## AIM OF THE EXERCISE
Among the entries that follow, tally the lines with the string "move". Give no more than the number.

Stored dataset items:
##########

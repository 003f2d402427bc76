//! Image and caption generation calls.
//!
//! Gateway replies are classified once, here, into [`ImageGenerationOutcome`];
//! the rest of the pipeline never looks at raw responses.

use base64::Engine;
use base64::engine::general_purpose::STANDARD;
use tracing::{info, warn};

use super::ai_gateway::{ChatReply, ChatRequest, GatewayError, GenerativeModel};
use super::json_text::first_balanced_object;
use super::retry::retry_bounded;
use crate::error::{AppError, AppResult};
use crate::models::Captions;

/// Attempts for image generation: the first call plus one retry.
pub const IMAGE_MAX_ATTEMPTS: u32 = 2;
/// Captions are best-effort and never retried.
pub const CAPTION_MAX_ATTEMPTS: u32 = 1;

const INLINE_IMAGE_TYPES: [&str; 4] = ["png", "jpeg", "jpg", "webp"];

/// Decoded image bytes.
#[derive(Debug, Clone, PartialEq, Eq)]
pub struct GeneratedImage {
    pub bytes: Vec<u8>,
    pub mime_type: String,
}

/// Result of a single image generation attempt.
#[derive(Debug, Clone, PartialEq)]
pub enum ImageGenerationOutcome {
    Success(GeneratedImage),
    /// The call succeeded but carried no usable inline image
    NoImage,
    HttpError { status: u16 },
    Transport(String),
}

impl ImageGenerationOutcome {
    pub fn is_success(&self) -> bool {
        matches!(self, Self::Success(_))
    }

    fn from_reply(reply: Result<ChatReply, GatewayError>) -> Self {
        match reply {
            Ok(reply) => reply
                .images
                .iter()
                .find_map(|url| decode_inline_image(url))
                .map(Self::Success)
                .unwrap_or(Self::NoImage),
            Err(err) => match err.status() {
                Some(status) => Self::HttpError { status },
                None => Self::Transport(err.to_string()),
            },
        }
    }
}

/// Decode `data:image/{png|jpeg|jpg|webp};base64,...` into non-empty bytes.
pub fn decode_inline_image(data_url: &str) -> Option<GeneratedImage> {
    let rest = data_url.trim().strip_prefix("data:image/")?;
    let (subtype, payload) = rest.split_once(";base64,")?;
    let subtype = subtype.to_ascii_lowercase();
    if !INLINE_IMAGE_TYPES.contains(&subtype.as_str()) {
        return None;
    }

    let bytes = STANDARD.decode(payload.trim()).ok()?;
    if bytes.is_empty() {
        return None;
    }

    let mime_type = if subtype == "jpg" {
        "image/jpeg".to_string()
    } else {
        format!("image/{}", subtype)
    };

    Some(GeneratedImage { bytes, mime_type })
}

/// Generate one image from `prompt` and the reference images.
///
/// A failed attempt is retried once with identical inputs. When both attempts
/// fail, a final 429 or 402 surfaces as `RateLimited` / `QuotaExhausted`;
/// anything else is a soft failure (`Ok(None)`).
pub async fn generate_image(
    model: &dyn GenerativeModel,
    image_model: &str,
    prompt: &str,
    reference_urls: &[String],
) -> AppResult<Option<GeneratedImage>> {
    let request = ChatRequest::text(image_model, prompt)
        .with_images(reference_urls.iter().cloned())
        .wanting_image();

    let request = &request;
    let result = retry_bounded(
        IMAGE_MAX_ATTEMPTS,
        move |attempt| async move {
            let outcome = ImageGenerationOutcome::from_reply(model.complete(request).await);
            if !outcome.is_success() {
                warn!(attempt, outcome = %outcome_label(&outcome), "Image generation attempt failed");
            }
            outcome
        },
        ImageGenerationOutcome::is_success,
    )
    .await;

    match result.outcome {
        ImageGenerationOutcome::Success(image) => {
            info!(
                attempts = result.attempts,
                bytes = image.bytes.len(),
                mime = %image.mime_type,
                "Image generated"
            );
            Ok(Some(image))
        }
        ImageGenerationOutcome::HttpError { status: 429 } => Err(AppError::RateLimited),
        ImageGenerationOutcome::HttpError { status: 402 } => Err(AppError::QuotaExhausted),
        other => {
            warn!(
                attempts = result.attempts,
                outcome = %outcome_label(&other),
                "Image generation gave up"
            );
            Ok(None)
        }
    }
}

/// Short outcome description for logs, without image bytes.
fn outcome_label(outcome: &ImageGenerationOutcome) -> String {
    match outcome {
        ImageGenerationOutcome::Success(_) => "success".to_string(),
        ImageGenerationOutcome::NoImage => "no_image".to_string(),
        ImageGenerationOutcome::HttpError { status } => format!("http_{}", status),
        ImageGenerationOutcome::Transport(msg) => format!("transport: {}", msg),
    }
}

/// Generate English and Hindi captions for a garment photo.
///
/// Upstream failures yield empty captions; captions never block delivery.
pub async fn generate_captions(
    model: &dyn GenerativeModel,
    caption_model: &str,
    source_image_url: &str,
    context: &[String],
) -> Captions {
    let request = ChatRequest::text(caption_model, caption_prompt(context))
        .with_images([source_image_url.to_string()]);

    let request = &request;
    let result = retry_bounded(
        CAPTION_MAX_ATTEMPTS,
        move |_| model.complete(request),
        |reply: &Result<ChatReply, GatewayError>| reply.is_ok(),
    )
    .await;

    match result.outcome {
        Ok(reply) => parse_captions(&reply.text),
        Err(err) => {
            warn!(error = %err, "Caption generation failed, using empty captions");
            Captions::default()
        }
    }
}

fn caption_prompt(context: &[String]) -> String {
    let mut prompt = String::from(
        "Write a short social media caption for this Indian ethnic wear garment photo, \
         once in English and once in Hindi (Devanagari script). Mention the fabric, \
         colors and occasion. Keep each caption under 60 words with at most three hashtags.\n",
    );

    if !context.is_empty() {
        prompt.push_str("\nGarment details:\n");
        for line in context {
            prompt.push_str("- ");
            prompt.push_str(line);
            prompt.push('\n');
        }
    }

    prompt.push_str(
        "\nRespond with only this JSON object and nothing else:\n\
         {\"english\": \"...\", \"hindi\": \"...\"}",
    );
    prompt
}

/// Parse a caption reply.
///
/// The first balanced `{...}` is decoded as `{"english", "hindi"}`. When that
/// fails the whole reply becomes the English caption and Hindi stays empty.
pub fn parse_captions(raw: &str) -> Captions {
    let parsed = first_balanced_object(raw)
        .and_then(|candidate| serde_json::from_str::<serde_json::Value>(candidate).ok())
        .and_then(|value| {
            let field = |key: &str| value.get(key).and_then(|v| v.as_str()).map(str::trim);
            match (field("english"), field("hindi")) {
                (None, None) => None,
                (english, hindi) => Some(Captions {
                    primary: english.unwrap_or_default().to_string(),
                    secondary: hindi.unwrap_or_default().to_string(),
                }),
            }
        });

    parsed.unwrap_or_else(|| Captions {
        primary: raw.to_string(),
        secondary: String::new(),
    })
}

#[cfg(test)]
mod tests {
    use super::*;
    use crate::testing::ScriptedModel;

    const PNG_DATA_URL: &str = "data:image/png;base64,iVBORw0KGgo=";

    #[test]
    fn test_decode_inline_image_types() {
        let png = decode_inline_image(PNG_DATA_URL).unwrap();
        assert_eq!(png.mime_type, "image/png");
        assert!(!png.bytes.is_empty());

        let jpg = decode_inline_image("data:image/jpg;base64,/9j/4AA=").unwrap();
        assert_eq!(jpg.mime_type, "image/jpeg");

        assert!(decode_inline_image("data:image/gif;base64,R0lGOD==").is_none());
        assert!(decode_inline_image("data:image/png;base64,").is_none());
        assert!(decode_inline_image("https://cdn.example/a.png").is_none());
        assert!(decode_inline_image("data:image/png;base64,***").is_none());
    }

    #[test]
    fn test_parse_captions_from_fenced_json() {
        let raw = "```json\n{\"english\": \"Elegant navy silk\", \"hindi\": \"सुंदर नीला रेशम\"}\n```";
        let captions = parse_captions(raw);
        assert_eq!(captions.primary, "Elegant navy silk");
        assert_eq!(captions.secondary, "सुंदर नीला रेशम");
    }

    #[test]
    fn test_prose_falls_back_to_primary() {
        let raw = "A lovely festive kurta in soft pastel shades.";
        let captions = parse_captions(raw);
        assert_eq!(captions.primary, raw);
        assert_eq!(captions.secondary, "");
    }

    #[test]
    fn test_parse_captions_is_idempotent() {
        for raw in [
            "{\"english\": \"a\", \"hindi\": \"b\"}",
            "not json {broken",
            "{\"other\": 1}",
        ] {
            assert_eq!(parse_captions(raw), parse_captions(raw));
        }
    }

    #[tokio::test]
    async fn test_failed_image_retried_exactly_once() {
        let model = ScriptedModel::new().image_replies(vec![
            Ok(ChatReply::default()),
            Ok(ChatReply::default()),
            Ok(ChatReply {
                text: String::new(),
                images: vec![PNG_DATA_URL.to_string()],
            }),
        ]);

        let image = generate_image(&model, "img", "prompt", &[]).await.unwrap();
        assert!(image.is_none());
        assert_eq!(model.image_calls(), 2);
    }

    #[tokio::test]
    async fn test_retry_recovers_on_second_attempt() {
        let model = ScriptedModel::new().image_replies(vec![
            Err(GatewayError::Status(500)),
            Ok(ChatReply {
                text: String::new(),
                images: vec![PNG_DATA_URL.to_string()],
            }),
        ]);

        let image = generate_image(&model, "img", "prompt", &[]).await.unwrap();
        assert!(image.is_some());
        assert_eq!(model.image_calls(), 2);
    }

    #[tokio::test]
    async fn test_success_is_not_retried() {
        let model = ScriptedModel::new().image_replies(vec![Ok(ChatReply {
            text: String::new(),
            images: vec![PNG_DATA_URL.to_string()],
        })]);

        generate_image(&model, "img", "prompt", &[]).await.unwrap();
        assert_eq!(model.image_calls(), 1);
    }

    #[tokio::test]
    async fn test_rate_limit_and_quota_surface_after_retry() {
        let model = ScriptedModel::new().image_replies(vec![
            Err(GatewayError::RateLimited),
            Err(GatewayError::RateLimited),
        ]);
        let err = generate_image(&model, "img", "prompt", &[]).await.unwrap_err();
        assert!(matches!(err, AppError::RateLimited));
        assert_eq!(model.image_calls(), 2);

        let model = ScriptedModel::new().image_replies(vec![
            Err(GatewayError::Transport("reset".to_string())),
            Err(GatewayError::QuotaExhausted),
        ]);
        let err = generate_image(&model, "img", "prompt", &[]).await.unwrap_err();
        assert!(matches!(err, AppError::QuotaExhausted));
    }

    #[tokio::test]
    async fn test_caption_upstream_error_yields_empty_captions() {
        let model = ScriptedModel::new().caption_replies(vec![Err(GatewayError::Status(500))]);
        let captions = generate_captions(&model, "cap", "https://cdn.example/s.jpg", &[]).await;
        assert_eq!(captions, Captions::default());
        assert_eq!(model.caption_calls(), 1);
    }
}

##########

## WRITTEN RESPONSE
2